Le père Fouchard s’était rapproché de la fenêtre, criant qu’on partait. Réveillés, frissonnants et engourdis, Jean et Maurice se mirent debout. Vivement, Honoré avait serré les deux mains de Silvine dans les siennes.

— C’est juré… Attends-moi.

Elle ne trouva pas un mot, elle le regarda de toute son âme, d’un dernier et long regard, comme il sautait par la fenêtre, pour rejoindre sa batterie, au pas de course.

— Adieu, père !

— Adieu, mon garçon !

Et ce fut tout, le paysan et le soldat se quittaient de nouveau comme ils s’étaient retrouvés, sans une embrassade, en père et en fils qui n’avaient pas besoin de se voir pour vivre.

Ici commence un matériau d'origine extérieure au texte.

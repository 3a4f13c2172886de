//! The two-level node data model: level-0 mesh-vertex nodes and level-1
//! zone/entrance nodes.
//!
//! Topology is stored as arrays of indices, never as ownership pointers —
//! the registries (`Vec<Node0>`/`Vec<Node1>`) are the sole owners. This
//! avoids both a process-wide global node table and the cycles an
//! ownership-pointer-based undirected graph would otherwise require.

use glam::Vec3;
use serde::{Deserialize, Serialize};
use smallvec::SmallVec;

use crate::entrance::EntranceId;

/// A reference to a node in either level of the graph.
#[derive(Debug, Clone, Copy, PartialEq, Eq, Hash, Serialize, Deserialize)]
pub enum NodeRef {
    Level0(u32),
    Level1(u32),
}

impl NodeRef {
    pub fn index(self) -> usize {
        match self {
            NodeRef::Level0(i) | NodeRef::Level1(i) => i as usize,
        }
    }
}

/// Small inline vector used for neighbour lists — most nodes have only a
/// handful of neighbours, so a `SmallVec` avoids a heap allocation per node
/// in the common case.
pub type NeighbourList = SmallVec<[u32; 6]>;

/// Level-0 node: one walkable mesh vertex.
#[derive(Debug, Clone, Serialize, Deserialize)]
pub struct Node0 {
    pub index: u32,
    pub pos: Vec3,
    pub normal: Vec3,
    pub zone_id: u32,
    pub clearance: f32,
    /// Neighbours in the same zone. Stores `(neighbour_index, distance)`.
    pub intra_neighbours: SmallVec<[(u32, f32); 6]>,
    /// Neighbours in a different zone. Stores `(neighbour_index, distance)`.
    pub cross_neighbours: SmallVec<[(u32, f32); 4]>,
}

impl Node0 {
    /// O(1) cached Euclidean distance to a neighbour.
    pub fn dist_to_neighbour(&self, neighbour: u32) -> Option<f32> {
        self.intra_neighbours
            .iter()
            .chain(self.cross_neighbours.iter())
            .find(|(n, _)| *n == neighbour)
            .map(|(_, d)| *d)
    }

    pub fn all_neighbours(&self) -> impl Iterator<Item = u32> + '_ {
        self.intra_neighbours
            .iter()
            .chain(self.cross_neighbours.iter())
            .map(|(n, _)| *n)
    }
}

/// What a level-1 node represents.
#[derive(Debug, Clone, Copy, PartialEq, Eq, Serialize, Deserialize)]
pub enum Node1Kind {
    Zone(u32),
    Entrance(EntranceId),
}

/// Level-1 node: a zone centroid or an entrance centroid. The level-1
/// graph is bipartite: zone nodes only neighbour entrance nodes and vice
/// versa.
#[derive(Debug, Clone, Serialize, Deserialize)]
pub struct Node1 {
    pub index: u32,
    pub pos: Vec3,
    pub clearance: f32,
    pub kind: Node1Kind,
    pub neighbours: NeighbourList,
}

impl Node1 {
    pub fn entrance_id(&self) -> Option<EntranceId> {
        match self.kind {
            Node1Kind::Entrance(id) => Some(id),
            Node1Kind::Zone(_) => None,
        }
    }
}

/// Connects two level-0 nodes symmetrically, classifying the edge as
/// intra- or cross-zone from the *current* zone ids.
pub(crate) fn link(nodes: &mut [Node0], a: u32, b: u32) {
    if a == b {
        return;
    }
    let dist = nodes[a as usize].pos.distance(nodes[b as usize].pos);

    let same_zone = nodes[a as usize].zone_id == nodes[b as usize].zone_id;
    for (from, to) in [(a, b), (b, a)] {
        let already_linked = nodes[from as usize]
            .all_neighbours()
            .any(|n| n == to);
        if already_linked {
            continue;
        }
        if same_zone {
            nodes[from as usize].intra_neighbours.push((to, dist));
        } else {
            nodes[from as usize].cross_neighbours.push((to, dist));
        }
    }
}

Quand ils eurent à leur tour quitté la ferme, Maurice et Jean galopèrent par les pentes raides. En bas, ils ne trouvèrent plus le 106e ; tous les régiments étaient déjà en branle ; et ils durent courir encore, on les renvoya, à droite, à gauche. Enfin, la tête perdue, au milieu d’une effroyable confusion, ils tombèrent sur leur compagnie, que conduisait le lieutenant Rochas ; quant au capitaine Beaudoin et au régiment lui-même, ils étaient sans doute ailleurs. Et Maurice fut alors stupéfié, en constatant que cette cohue d’hommes, de bêtes, de canons, sortait de Remilly et remontait du côté de Sedan, par la route de la rive gauche. Quoi donc ? qu’arrivait-il ? on ne passait plus la Meuse, on battait en retraite vers le nord !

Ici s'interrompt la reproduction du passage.